> Exercise aim
Look through the entries and count each line that includes the string "push". Reply with the number alone.

> Data extract

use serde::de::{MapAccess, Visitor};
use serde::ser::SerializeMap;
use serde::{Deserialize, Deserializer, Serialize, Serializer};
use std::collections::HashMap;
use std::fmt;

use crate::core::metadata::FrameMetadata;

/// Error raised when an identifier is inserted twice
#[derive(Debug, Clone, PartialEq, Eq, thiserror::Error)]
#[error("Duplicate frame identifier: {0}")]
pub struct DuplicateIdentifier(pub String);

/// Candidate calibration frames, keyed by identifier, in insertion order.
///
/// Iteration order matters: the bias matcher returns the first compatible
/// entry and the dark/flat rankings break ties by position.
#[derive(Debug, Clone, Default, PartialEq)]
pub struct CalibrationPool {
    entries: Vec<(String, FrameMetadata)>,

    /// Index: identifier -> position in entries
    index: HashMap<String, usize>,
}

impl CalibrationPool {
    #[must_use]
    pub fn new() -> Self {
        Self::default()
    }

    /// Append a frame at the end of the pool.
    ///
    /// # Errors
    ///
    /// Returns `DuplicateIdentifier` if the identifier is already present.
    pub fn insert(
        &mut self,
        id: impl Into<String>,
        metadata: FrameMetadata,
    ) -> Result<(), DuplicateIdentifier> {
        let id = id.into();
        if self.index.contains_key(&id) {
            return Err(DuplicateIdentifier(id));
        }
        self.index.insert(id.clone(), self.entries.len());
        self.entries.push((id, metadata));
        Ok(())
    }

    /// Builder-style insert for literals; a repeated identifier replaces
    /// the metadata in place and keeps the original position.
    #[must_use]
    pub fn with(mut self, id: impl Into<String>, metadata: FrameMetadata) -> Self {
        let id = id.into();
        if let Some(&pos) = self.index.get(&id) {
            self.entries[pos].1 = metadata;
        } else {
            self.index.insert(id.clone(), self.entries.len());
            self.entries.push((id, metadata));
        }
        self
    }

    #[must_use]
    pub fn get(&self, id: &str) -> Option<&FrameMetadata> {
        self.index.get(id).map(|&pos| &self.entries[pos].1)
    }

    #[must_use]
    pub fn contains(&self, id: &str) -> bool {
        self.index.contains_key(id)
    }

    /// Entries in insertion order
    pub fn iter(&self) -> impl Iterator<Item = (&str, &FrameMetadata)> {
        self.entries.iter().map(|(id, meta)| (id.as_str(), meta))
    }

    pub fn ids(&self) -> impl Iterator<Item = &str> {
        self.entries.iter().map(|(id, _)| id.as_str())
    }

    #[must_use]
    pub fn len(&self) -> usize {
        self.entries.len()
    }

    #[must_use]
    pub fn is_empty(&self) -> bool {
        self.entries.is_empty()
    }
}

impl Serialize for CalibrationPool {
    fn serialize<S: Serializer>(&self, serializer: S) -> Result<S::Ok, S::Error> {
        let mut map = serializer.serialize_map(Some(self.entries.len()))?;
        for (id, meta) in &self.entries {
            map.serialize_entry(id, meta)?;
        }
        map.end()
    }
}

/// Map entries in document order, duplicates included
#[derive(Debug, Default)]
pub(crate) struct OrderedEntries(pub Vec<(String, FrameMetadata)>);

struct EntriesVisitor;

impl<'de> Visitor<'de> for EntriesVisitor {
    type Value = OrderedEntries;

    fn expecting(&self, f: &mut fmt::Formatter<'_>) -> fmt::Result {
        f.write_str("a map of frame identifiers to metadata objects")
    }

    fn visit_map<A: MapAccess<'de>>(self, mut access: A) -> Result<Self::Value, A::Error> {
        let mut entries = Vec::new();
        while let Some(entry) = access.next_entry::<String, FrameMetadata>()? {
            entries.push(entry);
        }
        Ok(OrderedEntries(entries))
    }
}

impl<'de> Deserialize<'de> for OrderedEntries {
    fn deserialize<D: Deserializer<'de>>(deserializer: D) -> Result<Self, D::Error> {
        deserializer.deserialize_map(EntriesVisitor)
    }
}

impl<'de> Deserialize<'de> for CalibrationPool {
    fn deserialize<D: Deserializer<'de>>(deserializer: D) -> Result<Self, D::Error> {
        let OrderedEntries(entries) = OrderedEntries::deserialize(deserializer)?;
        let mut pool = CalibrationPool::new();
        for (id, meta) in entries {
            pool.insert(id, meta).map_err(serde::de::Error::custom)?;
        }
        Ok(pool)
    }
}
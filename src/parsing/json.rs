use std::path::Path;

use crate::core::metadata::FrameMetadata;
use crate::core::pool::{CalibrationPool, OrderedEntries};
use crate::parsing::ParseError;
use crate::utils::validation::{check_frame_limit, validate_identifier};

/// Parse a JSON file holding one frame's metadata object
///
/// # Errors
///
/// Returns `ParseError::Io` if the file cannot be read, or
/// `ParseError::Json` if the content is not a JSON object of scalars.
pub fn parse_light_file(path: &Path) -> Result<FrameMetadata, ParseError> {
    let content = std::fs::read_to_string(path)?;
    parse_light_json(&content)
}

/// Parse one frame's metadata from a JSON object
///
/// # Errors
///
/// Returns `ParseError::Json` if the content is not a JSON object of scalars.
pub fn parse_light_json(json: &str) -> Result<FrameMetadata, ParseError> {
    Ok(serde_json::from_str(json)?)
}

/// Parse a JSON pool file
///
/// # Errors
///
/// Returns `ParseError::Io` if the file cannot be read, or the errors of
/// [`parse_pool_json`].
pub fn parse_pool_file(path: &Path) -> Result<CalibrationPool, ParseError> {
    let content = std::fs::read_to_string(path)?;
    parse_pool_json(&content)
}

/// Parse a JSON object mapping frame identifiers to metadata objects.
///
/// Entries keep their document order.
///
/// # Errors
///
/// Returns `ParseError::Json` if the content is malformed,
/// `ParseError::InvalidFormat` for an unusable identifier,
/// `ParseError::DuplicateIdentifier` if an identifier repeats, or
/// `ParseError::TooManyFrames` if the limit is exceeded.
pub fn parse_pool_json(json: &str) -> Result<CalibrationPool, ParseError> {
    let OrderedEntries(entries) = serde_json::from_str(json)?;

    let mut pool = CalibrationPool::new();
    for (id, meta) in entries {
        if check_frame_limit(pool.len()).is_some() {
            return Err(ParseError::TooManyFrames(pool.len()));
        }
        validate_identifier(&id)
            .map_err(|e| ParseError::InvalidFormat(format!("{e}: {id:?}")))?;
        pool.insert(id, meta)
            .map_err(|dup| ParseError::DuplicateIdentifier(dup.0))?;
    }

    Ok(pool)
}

> Result
3